The solution to this problem is relatively simple: don't wait until the next audit, but become aware of your own vulnerabilities now. This is the only way to ensure the security of SAP systems throughout the year and maintain a rapid response capability in the event of anomalies. The easiest and most thorough way to do this is to use a tool-based, holistic solution for SAP threat detection and access governance such as Sast Suite. This not only takes care of comprehensive real-time monitoring, but also integrates cyclical checks up to the creation of an audit plan with its own policy for the auditor's finding list.

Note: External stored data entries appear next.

use criterion::{BenchmarkId, Criterion, black_box, criterion_group, criterion_main};
use senteval::features::{VectorizerKind, VectorizerParams};

const DOC_COUNT: usize = 2_000;

const WORDS: [&str; 12] = [
    "great", "awful", "film", "plot", "moving", "tedious", "acting", "script", "charming",
    "bland", "story", "cast",
];

fn corpus() -> Vec<String> {
    (0..DOC_COUNT)
        .map(|i| {
            (0..12)
                .map(|j| WORDS[(i * 7 + j * 5) % WORDS.len()])
                .collect::<Vec<_>>()
                .join(" ")
        })
        .collect()
}

fn bench_vectorizers(c: &mut Criterion) {
    let texts = corpus();
    let params = VectorizerParams {
        ngram_max: 2,
        ..VectorizerParams::default()
    };
    for kind in VectorizerKind::ALL {
        c.bench_with_input(BenchmarkId::new("fit", kind), &texts, |b, texts| {
            b.iter(|| kind.fit(black_box(texts), params.clone()).expect("fit"));
        });
        let fitted = kind.fit(&texts, params.clone()).expect("fit");
        c.bench_with_input(BenchmarkId::new("transform", kind), &texts, |b, texts| {
            b.iter(|| fitted.transform(black_box(texts)));
        });
    }
}

criterion_group!(benches, bench_vectorizers);
criterion_main!(benches);
use std::collections::HashMap;
use std::sync::LazyLock;

use regex::Regex;

/// Tokens are runs of two or more word characters.
static TOKEN_PATTERN: LazyLock<Regex> =
    LazyLock::new(|| Regex::new(r"(?u)\b\w\w+\b").expect("token pattern is valid"));

pub fn tokenize(text: &str, lowercase: bool) -> Vec<String> {
    if lowercase {
        let lowered = text.to_lowercase();
        TOKEN_PATTERN
            .find_iter(&lowered)
            .map(|m| m.as_str().to_string())
            .collect()
    } else {
        TOKEN_PATTERN
            .find_iter(text)
            .map(|m| m.as_str().to_string())
            .collect()
    }
}

/// Count every n-gram with `min <= n <= max`, joining tokens with a space.
pub fn count_ngrams(tokens: &[String], (min, max): (usize, usize)) -> HashMap<String, usize> {
    let mut counts = HashMap::new();
    for n in min..=max {
        for window in tokens.windows(n) {
            *counts.entry(window.join(" ")).or_insert(0) += 1;
        }
    }
    counts
}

https://e3mag.com/partners/sast-solutions-ag/
avatar
SAST SOLUTIONS

SAST SOLUTIONS portfolio protects SAP ERP and S/4HANA systems - thanks to in-house developed software suite, consulting services and managed services


Write a comment

Work on SAP Basis is crucial for successful S/4 conversion. This gives the so-called Competence Center strategic importance among SAP's existing customers. Regardless of the operating model of an S/4 Hana, topics such as automation, monitoring, security, application lifecycle management, and data management are the basis for the operative S/4 operation. For the second time already, E3 Magazine is hosting a summit in Salzburg for the SAP community to get comprehensive information on all aspects of S/4 Hana groundwork. With an exhibition, expert presentations, and plenty to talk about, we again expect numerous existing customers, partners, and experts in Salzburg. E3 Magazine invites you to Salzburg for learning and exchange of ideas on June 5 and 6, 2024.

Venue

Event Room, FourSide Hotel Salzburg,
At the exhibition center 2,
A-5020 Salzburg

Event date

June 5 and 6, 2024

Tickets

Early Bird Ticket - Available until 29.03.2024
EUR 440 excl. VAT
Regular ticket
EUR 590 excl. VAT

Secure your Early Bird ticket now!

Venue

Event Room, Hotel Hilton Heidelberg,
Kurfürstenanlage 1,
69115 Heidelberg

Event date

28 and 29 February 2024

Tickets

Regular ticket
EUR 590 excl. VAT
The organizer is the E3 magazine of the publishing house B4Bmedia.net AG. The presentations will be accompanied by an exhibition of selected SAP partners. The ticket price includes the attendance of all lectures of the Steampunk and BTP Summit 2024, the visit of the exhibition area, the participation in the evening event as well as the catering during the official program. The lecture program and the list of exhibitors and sponsors (SAP partners) will be published on this website in due time.